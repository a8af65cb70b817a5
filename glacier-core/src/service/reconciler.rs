//! Disconnect grace period.
//!
//! A disconnect starts a timer for the principal; a reconnect before it fires cancels it.
//! When the timer fires, all of the principal's subscriptions are terminated.

use std::sync::atomic::{AtomicU64, Ordering};
use std::sync::Arc;
use std::time::Duration;

use dashmap::DashMap;
use tokio_util::sync::CancellationToken;
use tracing::{debug, info, warn};

use crate::models::Principal;

/// Bulk termination target of the reconciler.
#[cfg_attr(test, mockall::automock)]
pub trait SubscriptionReaper: Send + Sync {
    /// Terminate every subscription of `principal`, returning how many there were.
    fn terminate_all_subscriptions(&self, principal: &Principal) -> usize;
}

struct PendingTimer {
    id: u64,
    cancel: CancellationToken,
}

pub struct DisconnectReconciler {
    reaper: Arc<dyn SubscriptionReaper>,
    grace: Duration,
    timers: Arc<DashMap<Principal, PendingTimer>>,
    next_id: AtomicU64,
    shutdown: CancellationToken,
}

impl DisconnectReconciler {
    #[must_use]
    pub fn new(reaper: Arc<dyn SubscriptionReaper>, grace: Duration) -> Self {
        Self {
            reaper,
            grace,
            timers: Arc::new(DashMap::new()),
            next_id: AtomicU64::new(1),
            shutdown: CancellationToken::new(),
        }
    }

    #[must_use]
    pub const fn grace(&self) -> Duration {
        self.grace
    }

    /// A client of `principal` connected; cancel its pending timer, if any.
    pub fn on_connect(&self, principal: Option<&str>) {
        let Some(principal) = resolve(principal, "connect") else {
            return;
        };

        match self.timers.remove(&principal) {
            Some((_, timer)) => {
                timer.cancel.cancel();
                info!(principal = %principal, "Reconnected within grace period");
            }
            None => debug!(principal = %principal, "Connected"),
        }
    }

    /// The last client of `principal` disconnected; start the grace period.
    pub fn on_disconnect(&self, principal: Option<&str>) {
        let Some(principal) = resolve(principal, "disconnect") else {
            return;
        };
        if self.shutdown.is_cancelled() {
            return;
        }

        let id = self.next_id.fetch_add(1, Ordering::Relaxed);
        let cancel = self.shutdown.child_token();
        let previous = self.timers.insert(
            principal.clone(),
            PendingTimer {
                id,
                cancel: cancel.clone(),
            },
        );
        if let Some(previous) = previous {
            previous.cancel.cancel();
        }

        info!(
            principal = %principal,
            grace_secs = self.grace.as_secs(),
            "Disconnected; grace period started"
        );

        let timers = Arc::clone(&self.timers);
        let reaper = Arc::clone(&self.reaper);
        let grace = self.grace;
        tokio::spawn(async move {
            tokio::select! {
                () = cancel.cancelled() => {
                    debug!(principal = %principal, timer = id, "Disconnect timer cancelled");
                }
                () = tokio::time::sleep(grace) => {
                    // claim the entry; a racing connect that removed it first wins
                    if timers.remove_if(&principal, |_, timer| timer.id == id).is_none() {
                        return;
                    }
                    let terminated = reaper.terminate_all_subscriptions(&principal);
                    info!(
                        principal = %principal,
                        terminated,
                        "Grace period elapsed; subscriptions terminated"
                    );
                }
            }
        });
    }

    #[must_use]
    pub fn has_pending_timer(&self, principal: &str) -> bool {
        self.timers.contains_key(principal)
    }

    #[must_use]
    pub fn pending_timers(&self) -> usize {
        self.timers.len()
    }

    /// Cancel every pending timer without terminating anything.
    pub fn shutdown(&self) {
        self.shutdown.cancel();
        self.timers.clear();
    }
}

fn resolve(principal: Option<&str>, signal: &str) -> Option<Principal> {
    match principal.map(Principal::new) {
        Some(Ok(principal)) => Some(principal),
        Some(Err(e)) => {
            warn!(signal, error = %e, "Ignoring lifecycle signal");
            None
        }
        None => {
            warn!(signal, "Ignoring lifecycle signal without principal");
            None
        }
    }
}

#[cfg(test)]
mod tests {
    use super::*;
    use std::sync::atomic::AtomicUsize;

    const GRACE: Duration = Duration::from_secs(300);

    fn counting_reaper(expected: &'static str) -> (Arc<MockSubscriptionReaper>, Arc<AtomicUsize>) {
        let calls = Arc::new(AtomicUsize::new(0));
        let mut mock = MockSubscriptionReaper::new();
        let counter = Arc::clone(&calls);
        mock.expect_terminate_all_subscriptions()
            .withf(move |p| p.as_str() == expected)
            .returning(move |_| {
                counter.fetch_add(1, Ordering::SeqCst);
                1
            });
        (Arc::new(mock), calls)
    }

    async fn advance(duration: Duration) {
        tokio::time::sleep(duration).await;
        for _ in 0..5 {
            tokio::task::yield_now().await;
        }
    }

    #[tokio::test(start_paused = true)]
    async fn test_reconnect_within_grace_keeps_subscriptions() {
        let (reaper, calls) = counting_reaper("wall-1");
        let reconciler = DisconnectReconciler::new(reaper, GRACE);

        reconciler.on_disconnect(Some("wall-1"));
        assert!(reconciler.has_pending_timer("wall-1"));

        advance(GRACE - Duration::from_secs(1)).await;
        reconciler.on_connect(Some("wall-1"));
        assert!(!reconciler.has_pending_timer("wall-1"));

        advance(GRACE * 2).await;
        assert_eq!(calls.load(Ordering::SeqCst), 0);
    }

    #[tokio::test(start_paused = true)]
    async fn test_timeout_terminates_exactly_once() {
        let (reaper, calls) = counting_reaper("wall-1");
        let reconciler = DisconnectReconciler::new(reaper, GRACE);

        reconciler.on_disconnect(Some("wall-1"));
        advance(GRACE + Duration::from_secs(1)).await;

        assert_eq!(calls.load(Ordering::SeqCst), 1);
        assert!(!reconciler.has_pending_timer("wall-1"));

        // a late connect is a no-op
        reconciler.on_connect(Some("wall-1"));
        advance(GRACE).await;
        assert_eq!(calls.load(Ordering::SeqCst), 1);
    }

    #[tokio::test(start_paused = true)]
    async fn test_second_disconnect_restarts_grace_period() {
        let (reaper, calls) = counting_reaper("wall-1");
        let reconciler = DisconnectReconciler::new(reaper, GRACE);

        reconciler.on_disconnect(Some("wall-1"));
        advance(GRACE / 2).await;
        reconciler.on_disconnect(Some("wall-1"));
        assert_eq!(reconciler.pending_timers(), 1);

        // first deadline passes without firing
        advance(GRACE / 2 + Duration::from_secs(1)).await;
        assert_eq!(calls.load(Ordering::SeqCst), 0);

        advance(GRACE / 2).await;
        assert_eq!(calls.load(Ordering::SeqCst), 1);
    }

    #[tokio::test(start_paused = true)]
    async fn test_missing_principal_is_ignored() {
        let mut mock = MockSubscriptionReaper::new();
        mock.expect_terminate_all_subscriptions().never();
        let reconciler = DisconnectReconciler::new(Arc::new(mock), GRACE);

        reconciler.on_disconnect(None);
        reconciler.on_disconnect(Some("  "));
        reconciler.on_connect(None);
        assert_eq!(reconciler.pending_timers(), 0);
    }

    #[tokio::test(start_paused = true)]
    async fn test_connect_without_timer_is_noop() {
        let (reaper, calls) = counting_reaper("wall-1");
        let reconciler = DisconnectReconciler::new(reaper, GRACE);

        reconciler.on_connect(Some("wall-1"));
        advance(GRACE * 2).await;
        assert_eq!(calls.load(Ordering::SeqCst), 0);
    }

    #[tokio::test(start_paused = true)]
    async fn test_principals_have_independent_timers() {
        let calls = Arc::new(AtomicUsize::new(0));
        let mut mock = MockSubscriptionReaper::new();
        let counter = Arc::clone(&calls);
        mock.expect_terminate_all_subscriptions()
            .withf(|p| p.as_str() == "b")
            .returning(move |_| {
                counter.fetch_add(1, Ordering::SeqCst);
                0
            });
        let reconciler = DisconnectReconciler::new(Arc::new(mock), GRACE);

        reconciler.on_disconnect(Some("a"));
        reconciler.on_disconnect(Some("b"));
        reconciler.on_connect(Some("a"));

        advance(GRACE + Duration::from_secs(1)).await;
        assert_eq!(calls.load(Ordering::SeqCst), 1);
    }

    #[tokio::test(start_paused = true)]
    async fn test_shutdown_drops_pending_timers() {
        let (reaper, calls) = counting_reaper("wall-1");
        let reconciler = DisconnectReconciler::new(reaper, GRACE);

        reconciler.on_disconnect(Some("wall-1"));
        reconciler.shutdown();
        advance(GRACE * 2).await;

        assert_eq!(calls.load(Ordering::SeqCst), 0);
        assert_eq!(reconciler.pending_timers(), 0);
    }
}
//! HTTP implementation of the header-fetch capability.

use async_trait::async_trait;
use http::HeaderMap;
use reqwest::Client;
use tracing::debug;

use super::HeaderFetcher;
use crate::config::{GlacierConfig, MastodonConfig};
use crate::{Error, Result};

const USER_AGENT: &str = concat!("glacier/", env!("CARGO_PKG_VERSION"));

/// Fetches response headers with `HEAD` requests on a shared `reqwest` client.
///
/// An error status is a failed fetch: a missing or broken page is never evidence that it may
/// be framed.
#[derive(Clone)]
pub struct HttpHeaderFetcher {
    client: Client,
}

impl HttpHeaderFetcher {
    #[must_use]
    pub const fn new(client: Client) -> Self {
        Self { client }
    }

    /// Build a client with the configured timeouts.
    pub fn from_config(mastodon: &MastodonConfig, glacier: &GlacierConfig) -> Result<Self> {
        let client = Client::builder()
            .user_agent(USER_AGENT)
            .connect_timeout(mastodon.connect_timeout())
            .timeout(glacier.embed_check_timeout())
            .danger_accept_invalid_certs(glacier.dev_mode)
            .build()
            .map_err(|e| Error::Configuration(format!("Failed to build HTTP client: {e}")))?;
        Ok(Self::new(client))
    }
}

#[async_trait]
impl HeaderFetcher for HttpHeaderFetcher {
    async fn fetch_headers(&self, url: &str) -> Result<HeaderMap> {
        let fetch_error = |e: reqwest::Error| Error::HeaderFetch {
            url: url.to_string(),
            reason: e.to_string(),
        };

        let response = self
            .client
            .head(url)
            .send()
            .await
            .map_err(fetch_error)?
            .error_for_status()
            .map_err(fetch_error)?;

        debug!(url = %url, status = %response.status(), "Fetched response headers");
        Ok(response.headers().clone())
    }
}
----------------
• **About this task**: Starting at the first line of the listing, retype every line up to and including the one with "fires cancels it.".

• **Exercise answer**:
repository a8af65cb70b817a5
filename glacier-core/src/service/reconciler.rs
//! Disconnect grace period.
//!
//! A disconnect starts a timer for the principal; a reconnect before it fires cancels it.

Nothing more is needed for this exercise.